A 403b is a specific type of retirement savings account that's funded by employee contributions and sometimes with matching employer contributions as well. These plans are offered by tax exempt organizations like churches, schools, and charities to their employees. As the years go by, the limits of annual contributions get adjusted, but they are much higher than for many IRA type investments. And older workers are allowed to make catch up contributions to their 403b to help them make up for lost time in cases where they didn't put enough away when they were younger (and who among us can really say we put enough away back then?).
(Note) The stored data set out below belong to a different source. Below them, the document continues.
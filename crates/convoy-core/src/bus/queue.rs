//! The message bus — the only channel through which transports, the
//! scheduler, and subagents hand work to the agent loop and get replies back.
//!
//! Inbound delivery is a single multi-producer queue: any number of
//! transports/producers hold a cloned sender, the agent loop is the sole
//! consumer. Outbound and progress delivery is the inverse: one handler per
//! channel name, looked up and invoked directly rather than queued, so a
//! transport's own backpressure and ordering guarantees apply.

use super::types::{InboundMessage, OutboundMessage, ProgressMessage};
use futures::FutureExt;
use std::collections::HashMap;
use std::panic::AssertUnwindSafe;
use std::pin::Pin;
use std::sync::Arc;
use tokio::sync::{mpsc, Mutex, RwLock};
use tokio_util::sync::CancellationToken;
use tracing::warn;

pub type BoxFuture<'a, T> = Pin<Box<dyn std::future::Future<Output = T> + Send + 'a>>;

pub type OutboundHandler = Arc<dyn Fn(OutboundMessage) -> BoxFuture<'static, anyhow::Result<()>> + Send + Sync>;
pub type ProgressHandler = Arc<dyn Fn(ProgressMessage) -> BoxFuture<'static, anyhow::Result<()>> + Send + Sync>;
pub type CancelHook = Arc<dyn Fn(&str) + Send + Sync>;

/// The central nervous system connecting transports, the scheduler, and
/// subagent announcements to the agent loop.
pub struct MessageBus {
    inbound_tx: mpsc::UnboundedSender<InboundMessage>,
    inbound_rx: Mutex<mpsc::UnboundedReceiver<InboundMessage>>,
    outbound_handlers: RwLock<HashMap<String, OutboundHandler>>,
    progress_handlers: RwLock<HashMap<String, ProgressHandler>>,
    cancel_hook: RwLock<Option<CancelHook>>,
    closed: CancellationToken,
}

impl MessageBus {
    pub fn new() -> Self {
        let (inbound_tx, inbound_rx) = mpsc::unbounded_channel();
        MessageBus {
            inbound_tx,
            inbound_rx: Mutex::new(inbound_rx),
            outbound_handlers: RwLock::new(HashMap::new()),
            progress_handlers: RwLock::new(HashMap::new()),
            cancel_hook: RwLock::new(None),
            closed: CancellationToken::new(),
        }
    }

    /// Clone of the inbound sender, handed to transports/producers.
    pub fn inbound_sender(&self) -> mpsc::UnboundedSender<InboundMessage> {
        self.inbound_tx.clone()
    }

    pub fn publish_inbound(&self, msg: InboundMessage) -> Result<(), mpsc::error::SendError<InboundMessage>> {
        self.inbound_tx.send(msg)
    }

    /// Receive the next inbound message, or `None` once the bus is closed.
    ///
    /// Only one logical consumer (the agent loop's dispatch task) should call
    /// this in a loop; concurrent callers serialize on the receiver lock.
    pub async fn recv_inbound(&self) -> Option<InboundMessage> {
        let mut rx = self.inbound_rx.lock().await;
        tokio::select! {
            biased;
            _ = self.closed.cancelled() => None,
            msg = rx.recv() => msg,
        }
    }

    /// Stop `recv_inbound` from yielding further messages, drop every
    /// registered outbound/progress handler, and clear the cancel hook.
    pub async fn close(&self) {
        self.closed.cancel();
        self.outbound_handlers.write().await.clear();
        self.progress_handlers.write().await.clear();
        self.cancel_hook.write().await.take();
    }

    /// Register the handler a channel's outbound replies are delivered to.
    /// Replacing an existing registration for the same name is allowed.
    pub async fn register_outbound_handler(&self, channel: impl Into<String>, handler: OutboundHandler) {
        self.outbound_handlers.write().await.insert(channel.into(), handler);
    }

    pub async fn register_progress_handler(&self, channel: impl Into<String>, handler: ProgressHandler) {
        self.progress_handlers.write().await.insert(channel.into(), handler);
    }

    /// Deliver an outbound message synchronously: looked up and awaited
    /// inline, not queued. A missing handler or handler error is logged and
    /// swallowed — the agent loop's turn has already completed by this point
    /// and has nothing useful to do with the failure.
    pub async fn publish_outbound(&self, msg: OutboundMessage) {
        let handler = self.outbound_handlers.read().await.get(&msg.channel).cloned();
        match handler {
            Some(handler) => {
                let channel = msg.channel.clone();
                let fut = AssertUnwindSafe(handler(msg)).catch_unwind();
                match fut.await {
                    Ok(Ok(())) => {}
                    Ok(Err(e)) => warn!(channel = %channel, error = %e, "outbound handler failed"),
                    Err(_) => warn!(channel = %channel, "outbound handler panicked"),
                }
            }
            None => warn!(channel = %msg.channel, "no outbound handler registered, dropping reply"),
        }
    }

    /// Deliver a progress notification. Fire-and-forget: spawned and never
    /// awaited, so a slow or failing progress handler never delays the turn
    /// that produced it.
    pub async fn publish_progress(&self, msg: ProgressMessage) {
        let handler = self.progress_handlers.read().await.get(&msg.channel).cloned();
        if let Some(handler) = handler {
            let channel = msg.channel.clone();
            tokio::spawn(async move {
                let fut = AssertUnwindSafe(handler(msg)).catch_unwind();
                match fut.await {
                    Ok(Ok(())) => {}
                    Ok(Err(e)) => warn!(channel = %channel, error = %e, "progress handler failed"),
                    Err(_) => warn!(channel = %channel, "progress handler panicked"),
                }
            });
        }
    }

    /// Register the callback invoked when a session is cancelled. Only one
    /// hook is supported; the agent loop installs it once at startup.
    pub async fn on_session_cancel(&self, hook: CancelHook) {
        *self.cancel_hook.write().await = Some(hook);
    }

    /// Request cancellation of an in-flight turn for `session_id`. Calling
    /// this for a session with nothing in flight is a no-op; calling it more
    /// than once for the same turn must be safe since the hook itself (the
    /// agent loop's per-turn `CancellationToken::cancel`) is idempotent.
    pub async fn cancel_session(&self, session_id: &str) {
        if let Some(hook) = self.cancel_hook.read().await.as_ref() {
            hook(session_id);
        }
    }
}

impl Default for MessageBus {
    fn default() -> Self {
        Self::new()
    }
}

#[cfg(test)]
mod tests {
    use super::*;
    use std::sync::atomic::{AtomicUsize, Ordering};

    #[tokio::test]
    async fn inbound_round_trips_in_order() {
        let bus = MessageBus::new();
        for i in 1..=3 {
            bus.publish_inbound(InboundMessage::new("s", "cli", "u", "c", format!("msg-{i}")))
                .unwrap();
        }
        for i in 1..=3 {
            let m = bus.recv_inbound().await.unwrap();
            assert_eq!(m.content, format!("msg-{i}"));
        }
    }

    #[tokio::test]
    async fn outbound_dispatches_to_registered_handler() {
        let bus = MessageBus::new();
        let received = Arc::new(Mutex::new(None));
        let received2 = received.clone();
        bus.register_outbound_handler(
            "cli",
            Arc::new(move |msg: OutboundMessage| {
                let received2 = received2.clone();
                Box::pin(async move {
                    *received2.lock().await = Some(msg.content);
                    Ok(())
                })
            }),
        )
        .await;

        bus.publish_outbound(OutboundMessage::new("s", "cli", "c", "hello")).await;
        assert_eq!(received.lock().await.as_deref(), Some("hello"));
    }

    #[tokio::test]
    async fn outbound_without_handler_does_not_panic() {
        let bus = MessageBus::new();
        bus.publish_outbound(OutboundMessage::new("s", "nobody", "c", "x")).await;
    }

    #[tokio::test]
    async fn progress_is_fire_and_forget() {
        let bus = MessageBus::new();
        let count = Arc::new(AtomicUsize::new(0));
        let count2 = count.clone();
        bus.register_progress_handler(
            "cli",
            Arc::new(move |_msg: ProgressMessage| {
                let count2 = count2.clone();
                Box::pin(async move {
                    count2.fetch_add(1, Ordering::SeqCst);
                    Ok(())
                })
            }),
        )
        .await;

        bus.publish_progress(ProgressMessage {
            session_id: "s".into(),
            channel: "cli".into(),
            chat_id: "c".into(),
            step: super::super::types::ProgressStep::ToolStarted,
            iteration: 0,
            tool_name: Some("exec".into()),
            detail: "running".into(),
            is_error: false,
        })
        .await;

        tokio::time::sleep(std::time::Duration::from_millis(20)).await;
        assert_eq!(count.load(Ordering::SeqCst), 1);
    }

    #[tokio::test]
    async fn cancel_session_invokes_hook() {
        let bus = MessageBus::new();
        let cancelled = Arc::new(Mutex::new(Vec::new()));
        let cancelled2 = cancelled.clone();
        bus.on_session_cancel(Arc::new(move |sid: &str| {
            // can't await in a sync Fn; use try_lock since no contention in this test
            cancelled2.try_lock().unwrap().push(sid.to_string());
        }))
        .await;

        bus.cancel_session("sess-1").await;
        assert_eq!(cancelled.lock().await.as_slice(), &["sess-1".to_string()]);
    }

    #[tokio::test]
    async fn close_ends_recv_inbound() {
        let bus = Arc::new(MessageBus::new());
        bus.close().await;
        assert!(bus.recv_inbound().await.is_none());
    }

    #[tokio::test]
    async fn close_clears_handlers_and_cancel_hook() {
        let bus = MessageBus::new();
        bus.register_outbound_handler("cli", Arc::new(|_msg| Box::pin(async { Ok(()) })))
            .await;
        bus.register_progress_handler("cli", Arc::new(|_msg| Box::pin(async { Ok(()) })))
            .await;
        bus.on_session_cancel(Arc::new(|_sid: &str| {})).await;

        bus.close().await;

        assert!(bus.outbound_handlers.read().await.is_empty());
        assert!(bus.progress_handlers.read().await.is_empty());
        assert!(bus.cancel_hook.read().await.is_none());
    }
}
Employee Retirement Account

A 403b is essentially an employee account because the money in the account belongs to the employee. One great feature, though, about these funds is that employers can make large contributions. In fact, the limits for employer contributions are much larger than they are for employee contributions to 403b accounts. As soon as any money hits these funds, it becomes the property of the employee right away. It is not like some programs where the employer's contributions are only vested after the employee has been with the company a certain number of years. This is a huge advantage for employees of non profits, because these funds are a great investment vehicle allowing them to pile up money in a hurry. All the money that goes into these accounts is tax exempt on the way in. It is allowed to grow tax free, and is treated as ordinary income and taxes as such upon withdrawal.

403b and 401k Plans

403b plans are not qualified plans under the terms of the U.S. tax code. They fall under a different category called tax sheltered annuity arrangements. The only organizations that are allowed to offer them are tax exempt ones like churches, schools and charities. Those in charge of these funds can only invest in annuities or mutual funds. So these 403b plans are similar to 401k plans, although there are some significant differences between the two as well.

For example, the top heavy rules that apply to 401k plans don't apply to 403b accounts. Employer contributions to the plans are exempt from taxable income only to the extent to which they fit under the employee's exclusion allowance. When the employee and the employer's total contributions exceed this allowance, all additional contributions must be shown as income on the employee's schedule 1040. There is a specific formula to determine that allowance, and it has to do with the number of year the employee has been with the nonprofit as well as some other factors.

Any contributions that are made to a custodial account which are invested in mutual funds are subject to an excise tax at the rate of six percent only on the amount by which they exceed the limit for maximum excludable contributions. There are penalties for early withdrawal of funds in these accounts, just as there are with 401k funds. As of the year 2002, employees were allowed to participate in both a 403b and a 457b at the same timer. Some employers offer both plans, so this makes for some complex taxable contribution calculations. Recent changes in the tax code have made 401k plans available to nonprofits, making 403b plans less popular in some cases. But the 403b is still an attractive choice for its ability to give employees and employers a vehicle to contribute large amounts of money in a tax advantaged way. These plans are worth participating in, especially if your employer is willing to contribute.